*** Begin section ***
//! Logging setup and the telemetry handle shared by the engine components
//!
//! Components never reach for a global logger. Each one is handed a
//! [`Telemetry`] at construction time and emits its events inside that
//! handle's span, so a caller can tell evaluation logs apart from alert logs
//! and read a few counters without a metrics backend.

use std::sync::atomic::{AtomicU64, Ordering};
use std::sync::Arc;

use tracing::Span;
use tracing_subscriber::EnvFilter;

use crate::config::LoggingConfig;

/// Install the global `tracing` subscriber.
///
/// `RUST_LOG` wins over the configured level. Calling this twice is harmless;
/// the second subscriber is ignored.
pub fn init_logging(config: &LoggingConfig) {
    let filter = EnvFilter::try_from_default_env().unwrap_or_else(|_| EnvFilter::new(&config.level));

    let result = if config.format.eq_ignore_ascii_case("json") {
        tracing_subscriber::fmt()
            .json()
            .with_env_filter(filter)
            .with_writer(std::io::stderr)
            .try_init()
    } else {
        tracing_subscriber::fmt()
            .with_env_filter(filter)
            .with_writer(std::io::stderr)
            .try_init()
    };

    if let Err(e) = result {
        tracing::debug!("Logging already initialized: {}", e);
    }
}

/// Explicit telemetry handle for one engine component
#[derive(Debug, Clone)]
pub struct Telemetry {
    inner: Arc<TelemetryInner>,
}

#[derive(Debug)]
struct TelemetryInner {
    span: Span,
    evaluations: AtomicU64,
    triggers: AtomicU64,
}

impl Telemetry {
    /// Create a handle whose events are recorded under `component`
    pub fn new(component: &'static str) -> Self {
        Self::with_span(tracing::info_span!("metriq", component = component))
    }

    /// Handle that records counters but emits no span
    pub fn disabled() -> Self {
        Self::with_span(Span::none())
    }

    fn with_span(span: Span) -> Self {
        Self {
            inner: Arc::new(TelemetryInner {
                span,
                evaluations: AtomicU64::new(0),
                triggers: AtomicU64::new(0),
            }),
        }
    }

    /// Span every event of the owning component is emitted in
    pub fn span(&self) -> &Span {
        &self.inner.span
    }

    /// Count one evaluation (a query run or a processed metric batch)
    pub fn record_evaluation(&self) {
        self.inner.evaluations.fetch_add(1, Ordering::Relaxed);
    }

    /// Count one fired alert
    pub fn record_trigger(&self) {
        self.inner.triggers.fetch_add(1, Ordering::Relaxed);
    }

    /// Snapshot of the counters
    pub fn stats(&self) -> TelemetryStats {
        TelemetryStats {
            evaluations: self.inner.evaluations.load(Ordering::Relaxed),
            triggers: self.inner.triggers.load(Ordering::Relaxed),
        }
    }
}

impl Default for Telemetry {
    fn default() -> Self {
        Self::disabled()
    }
}

/// Counter snapshot
#[derive(Debug, Clone, Copy, Default, PartialEq, Eq)]
pub struct TelemetryStats {
    /// Evaluations performed
    pub evaluations: u64,
    /// Alerts fired
    pub triggers: u64,
}

#[cfg(test)]
mod tests {
    use super::*;

    #[test]
    fn test_counters_are_shared_between_clones() {
        let telemetry = Telemetry::disabled();
        let clone = telemetry.clone();

        telemetry.record_evaluation();
        clone.record_evaluation();
        clone.record_trigger();

        assert_eq!(
            telemetry.stats(),
            TelemetryStats {
                evaluations: 2,
                triggers: 1
            }
        );
    }
}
*** End section ***
■ **WHAT YOU NEED TO DO**
Say how many lines above contain the string "TelemetryStats", writing only the number.

■ **WRITTEN ANSWER**
4